**Stored items:**
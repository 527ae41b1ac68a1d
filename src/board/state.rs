//! Board representation.
//!
//! Holds the fixed 7x7 grid of cells. The playable region is the classic
//! cross: the four 2x2 corner blocks are permanently out of play.

use super::cell::{Cell, Coord};

/// Width and height of the grid.
pub const BOARD_SIZE: usize = 7;

/// Number of pegs on the starting board.
pub const INITIAL_PIECES: u32 = 32;

/// The hole at the centre of the starting board.
pub const CENTER: Coord = Coord::new(3, 3);

/// Returns whether an in-bounds position belongs to the cross shape.
const fn in_cross(row: usize, col: usize) -> bool {
    let row_arm = row >= 2 && row <= 4;
    let col_arm = col >= 2 && col <= 4;
    row_arm || col_arm
}

/// Converts a signed coordinate to grid indices, or None if off the grid.
fn index(coord: Coord) -> Option<(usize, usize)> {
    let size = BOARD_SIZE as i32;
    if coord.row < 0 || coord.row >= size || coord.col < 0 || coord.col >= size {
        return None;
    }
    Some((coord.row as usize, coord.col as usize))
}

/// A complete grid of cell states.
///
/// Plain fixed-size array, so the board is `Copy` and a snapshot of it is
/// always a deep copy.
#[derive(Debug, Clone, Copy, PartialEq, Eq, Hash)]
pub struct Board {
    cells: [[Cell; BOARD_SIZE]; BOARD_SIZE],
}

impl Board {
    /// Creates the starting board: every cross cell holds a peg except the centre.
    pub fn initial() -> Self {
        let mut board = Board::filled(Cell::Occupied);
        board.cells[CENTER.row as usize][CENTER.col as usize] = Cell::Empty;
        board
    }

    /// Creates a cross-shaped board with every playable cell set to `fill`.
    ///
    /// Passing `Cell::OutOfPlay` yields an all-empty cross.
    pub fn filled(fill: Cell) -> Self {
        let fill = if fill.in_play() { fill } else { Cell::Empty };
        let mut cells = [[Cell::OutOfPlay; BOARD_SIZE]; BOARD_SIZE];
        for (r, row) in cells.iter_mut().enumerate() {
            for (c, cell) in row.iter_mut().enumerate() {
                if in_cross(r, c) {
                    *cell = fill;
                }
            }
        }
        Board { cells }
    }

    /// Builds a board from raw rows.
    ///
    /// Fails with the first coordinate whose out-of-play status does not
    /// match the cross shape.
    pub fn from_rows(cells: [[Cell; BOARD_SIZE]; BOARD_SIZE]) -> Result<Self, Coord> {
        let board = Board { cells };
        match board.shape_mismatch() {
            Some(at) => Err(at),
            None => Ok(board),
        }
    }

    /// Returns the first position whose out-of-play status disagrees with
    /// the cross shape, if any.
    fn shape_mismatch(&self) -> Option<Coord> {
        for (r, row) in self.cells.iter().enumerate() {
            for (c, cell) in row.iter().enumerate() {
                if cell.in_play() != in_cross(r, c) {
                    return Some(Coord::new(r as i32, c as i32));
                }
            }
        }
        None
    }

    /// Returns the cell at a coordinate, or None if it lies off the grid.
    pub fn cell(&self, coord: Coord) -> Option<Cell> {
        index(coord).map(|(r, c)| self.cells[r][c])
    }

    /// True iff the coordinate is on the grid and inside the cross.
    pub fn valid(&self, coord: Coord) -> bool {
        matches!(self.cell(coord), Some(cell) if cell.in_play())
    }

    /// True iff the coordinate is valid and holds a peg.
    pub fn has_piece(&self, coord: Coord) -> bool {
        self.cell(coord) == Some(Cell::Occupied)
    }

    /// True iff the coordinate is valid and is an empty hole.
    pub fn is_empty(&self, coord: Coord) -> bool {
        self.cell(coord) == Some(Cell::Empty)
    }

    /// Sets a playable cell to a peg or a hole.
    ///
    /// Returns false (and leaves the board untouched) for invalid coordinates
    /// or when asked to write `Cell::OutOfPlay`.
    pub fn set(&mut self, coord: Coord, cell: Cell) -> bool {
        if !self.valid(coord) || !cell.in_play() {
            return false;
        }
        if let Some((r, c)) = index(coord) {
            self.cells[r][c] = cell;
        }
        true
    }

    /// Counts the pegs on the board.
    pub fn piece_count(&self) -> u32 {
        self.cells
            .iter()
            .flatten()
            .filter(|c| **c == Cell::Occupied)
            .count() as u32
    }

    /// Returns the raw grid, row-major.
    pub fn rows(&self) -> &[[Cell; BOARD_SIZE]; BOARD_SIZE] {
        &self.cells
    }

    /// Iterates over every coordinate of the grid in row-major order.
    pub fn coords() -> impl Iterator<Item = Coord> {
        let size = BOARD_SIZE as i32;
        (0..size).flat_map(move |r| (0..size).map(move |c| Coord::new(r, c)))
    }

    /// Iterates over the coordinates currently holding a peg.
    pub fn pieces(&self) -> impl Iterator<Item = Coord> + '_ {
        Board::coords().filter(move |&c| self.has_piece(c))
    }
}

impl Default for Board {
    fn default() -> Self {
        Board::initial()
    }
}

**What the task requires:** Report how many lines of the data above hold the string "hole". Nothing else belongs in the answer.

**Output of the exercise:** 3